WHAT YOU NEED TO DO: From the entries below, copy each line in which the word "name" occurs.

SOURCE INFORMATION:
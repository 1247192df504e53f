use std::fmt;
use std::str::FromStr;

use super::error::AppError;
use super::messages::MessageKey;

/// The closed set of operations the CLI can perform.
#[derive(Debug, Clone, Copy, PartialEq, Eq, Hash)]
pub enum Action {
    Scan,
    Rebuild,
    Run,
    Init,
    Export,
    Dump,
}

impl Action {
    pub const ALL: [Action; 6] =
        [Action::Scan, Action::Rebuild, Action::Run, Action::Init, Action::Export, Action::Dump];

    pub fn as_str(&self) -> &'static str {
        match self {
            Action::Scan => "scan",
            Action::Rebuild => "rebuild",
            Action::Run => "run",
            Action::Init => "init",
            Action::Export => "export",
            Action::Dump => "dump",
        }
    }

    /// Catalog messages describing this action, in display order.
    pub fn help_keys(&self) -> &'static [MessageKey] {
        match self {
            Action::Scan => &[MessageKey::HelpScan],
            Action::Rebuild => &[MessageKey::HelpGenmeta, MessageKey::HelpGendoc],
            Action::Run => &[MessageKey::HelpRun],
            Action::Init => &[MessageKey::HelpInit],
            Action::Export => &[MessageKey::HelpReqs],
            Action::Dump => &[MessageKey::HelpDump],
        }
    }
}

impl fmt::Display for Action {
    fn fmt(&self, f: &mut fmt::Formatter<'_>) -> fmt::Result {
        f.write_str(self.as_str())
    }
}

impl FromStr for Action {
    type Err = AppError;

    fn from_str(s: &str) -> Result<Self, Self::Err> {
        dispatch(s)
    }
}

/// Validate an action name against the fixed action set.
pub fn dispatch(name: &str) -> Result<Action, AppError> {
    Action::ALL
        .into_iter()
        .find(|action| action.as_str() == name)
        .ok_or_else(|| AppError::UnknownAction(name.to_string()))
}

ANSWER SECTION:
/// Validate an action name against the fixed action set.
pub fn dispatch(name: &str) -> Result<Action, AppError> {
        .find(|action| action.as_str() == name)
        .ok_or_else(|| AppError::UnknownAction(name.to_string()))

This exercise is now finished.